Pre-trained models
FiberHMM ships with pre-trained models in the models/ directory. These can be used directly with fiberhmm-apply without needing to generate emission probabilities or train from scratch.
Available models
| Model | File | Enzyme | Platform | Mode | Organism |
|---|---|---|---|---|---|
| Hia5 PacBio | hia5_pacbio.json | Hia5 (m6A) | PacBio | pacbio-fiber | Drosophila |
| Hia5 Nanopore | hia5_nanopore.json | Hia5 (m6A) | Nanopore | nanopore-fiber | Yeast |
| DddA PacBio | ddda_pacbio.json | DddA (deamination) | PacBio | daf | Drosophila |
| DddB Nanopore | dddb_nanopore.json | DddB (deamination) | Nanopore | daf | Drosophila |
Using a pre-trained model
# PacBio Hia5 fiber-seq
fiberhmm-apply -i experiment.bam -m models/hia5_pacbio.json -o output/ -c 8
# Nanopore Hia5 fiber-seq
fiberhmm-apply -i experiment.bam -m models/hia5_nanopore.json -o output/ -c 8
# DAF-seq (DddA or DddB)
fiberhmm-apply -i experiment.bam -m models/ddda_pacbio.json -o output/ -c 8 --mode daf
The mode and context size are stored in the model JSON and auto-detected at runtime, so you generally do not need to specify --mode or -k when using a pre-trained model.

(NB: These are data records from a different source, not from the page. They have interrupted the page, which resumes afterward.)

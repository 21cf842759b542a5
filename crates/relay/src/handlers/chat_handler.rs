//! Chat-Handler – Nachrichten senden und Tipp-Indikatoren durchreichen
//!
//! Eine validierte Nachricht landet im Log und geht danach an ALLE
//! angehaengten Verbindungen, den Absender eingeschlossen – der Client
//! rendert seine eigene Nachricht erst wenn sie vom Server zurueckkommt.

use plausch_core::types::ConnectionId;
use plausch_protocol::event::{SendMessageRequest, ServerEvent};
use std::sync::Arc;

use crate::server_state::RelayState;

/// Fehlermeldung fuer Ereignisse von unbekannten Verbindungen
const UNBEKANNTE_VERBINDUNG: &str = "Unbekannte Verbindung – bitte dem Chat erneut beitreten";

/// Verarbeitet eine Chat-Nachricht
pub fn handle_send_message(
    request: SendMessageRequest,
    connection_id: ConnectionId,
    state: &Arc<RelayState>,
) -> Option<ServerEvent> {
    match state
        .log
        .anhaengen(connection_id, request.kind, request.body, request.media)
    {
        Ok(nachricht) => {
            tracing::debug!(
                connection_id = %connection_id,
                message_id = nachricht.id,
                kind = ?nachricht.kind,
                "Nachricht verteilt"
            );
            state
                .broadcaster
                .an_alle_senden(ServerEvent::MessagePosted(nachricht));
            None
        }
        Err(e) => {
            tracing::warn!(
                connection_id = %connection_id,
                fehler = %e,
                "Nachricht abgelehnt"
            );
            Some(ServerEvent::fehler(UNBEKANNTE_VERBINDUNG))
        }
    }
}

/// Verarbeitet einen Tipp-Indikator (Start oder Stop)
pub fn handle_typing(
    connection_id: ConnectionId,
    is_typing: bool,
    state: &Arc<RelayState>,
) -> Option<ServerEvent> {
    match state.registry.verbindung(&connection_id) {
        Some(verbindung) => {
            state.melder.tippen_melden(&verbindung, is_typing);
            None
        }
        None => Some(ServerEvent::fehler(UNBEKANNTE_VERBINDUNG)),
    }
}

When to train your own model
The pre-trained models work well as a starting point, but you may want to train a custom model if:
- You are working with a different organism where chromatin structure differs substantially
- You are using a different methyltransferase or deaminase chemistry
- You have matched accessible and inaccessible controls for your specific experiment
See the usage guide for the full training pipeline.
Inspecting a model
You can inspect any model's parameters with:
fiberhmm-utils inspect models/hia5_pacbio.json
This prints the mode, context size, start probabilities, transition matrix, and emission probability summary statistics.